Dataset entries
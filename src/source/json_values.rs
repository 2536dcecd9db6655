use async_trait::async_trait;
use serde::Deserialize;
use serde_json::Value;
use std::path::{Path, PathBuf};
use tracing::debug;

use super::{prepare_table, SourceReader, WorksheetSelector};
use crate::error::{EtlError, Result};
use crate::types::{RawValue, SourceTable};

/// A workbook exported from a spreadsheet values API:
/// `{ "sheets": [ { "title": "...", "values": [[header...], [row...]] } ] }`
#[derive(Debug, Deserialize)]
struct Workbook {
    sheets: Vec<Sheet>,
}

#[derive(Debug, Deserialize)]
struct Sheet {
    title: String,
    #[serde(default)]
    values: Vec<Vec<Value>>,
}

#[derive(Debug, Clone)]
pub struct JsonValuesReader {
    path: PathBuf,
    locator: String,
}

impl JsonValuesReader {
    pub fn new(path: impl AsRef<Path>) -> Self {
        let path = path.as_ref().to_path_buf();
        Self {
            locator: path.display().to_string(),
            path,
        }
    }

    async fn workbook(&self) -> Result<Workbook> {
        let body = tokio::fs::read_to_string(&self.path)
            .await
            .map_err(|e| EtlError::extraction(&self.locator, format!("cannot read file: {e}")))?;
        serde_json::from_str(&body)
            .map_err(|e| EtlError::extraction(&self.locator, format!("malformed workbook: {e}")))
    }
}

fn cell(value: Value) -> RawValue {
    match value {
        Value::Null => RawValue::Empty,
        Value::Number(n) => n.as_f64().map_or(RawValue::Empty, RawValue::Number),
        Value::String(s) if s.trim().is_empty() => RawValue::Empty,
        Value::String(s) => RawValue::Text(s),
        Value::Bool(b) => RawValue::Text(b.to_string()),
        other => RawValue::Text(other.to_string()),
    }
}

fn header_label(value: &Value) -> String {
    match value {
        Value::Null => String::new(),
        Value::String(s) => s.clone(),
        other => other.to_string(),
    }
}

#[async_trait]
impl SourceReader for JsonValuesReader {
    fn locator(&self) -> &str {
        &self.locator
    }

    async fn read(&self, worksheet: &WorksheetSelector) -> Result<SourceTable> {
        let workbook = self.workbook().await?;
        let titles: Vec<String> = workbook.sheets.iter().map(|s| s.title.clone()).collect();

        let sheet = match worksheet {
            WorksheetSelector::Index(i) => workbook.sheets.into_iter().nth(*i),
            WorksheetSelector::Name(name) => workbook.sheets.into_iter().find(|s| &s.title == name),
        }
        .ok_or_else(|| {
            EtlError::extraction(
                &self.locator,
                format!(
                    "worksheet {worksheet} not found (available: {})",
                    titles.join(", ")
                ),
            )
        })?;

        let mut values = sheet.values.into_iter();
        let header_row: Vec<String> = values
            .next()
            .map(|row| row.iter().map(header_label).collect())
            .ok_or_else(|| {
                EtlError::extraction(
                    &self.locator,
                    format!("worksheet '{}' has no header row", sheet.title),
                )
            })?;
        let rows = values.map(|row| row.into_iter().map(cell).collect()).collect();

        debug!(worksheet = %sheet.title, "read json worksheet");
        Ok(prepare_table(sheet.title, &header_row, rows))
    }
}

=== TO DO ===
Begin with the first line of the data above and, please, print each line exactly until you have printed the line containing "A workbook exported"; print nothing else.

=== TASK ANSWER ===
filename src/source/json_values.rs
repository 2536dcecd9db6655
use async_trait::async_trait;
use serde::Deserialize;
use serde_json::Value;
use std::path::{Path, PathBuf};
use tracing::debug;

use super::{prepare_table, SourceReader, WorksheetSelector};
use crate::error::{EtlError, Result};
use crate::types::{RawValue, SourceTable};

/// A workbook exported from a spreadsheet values API:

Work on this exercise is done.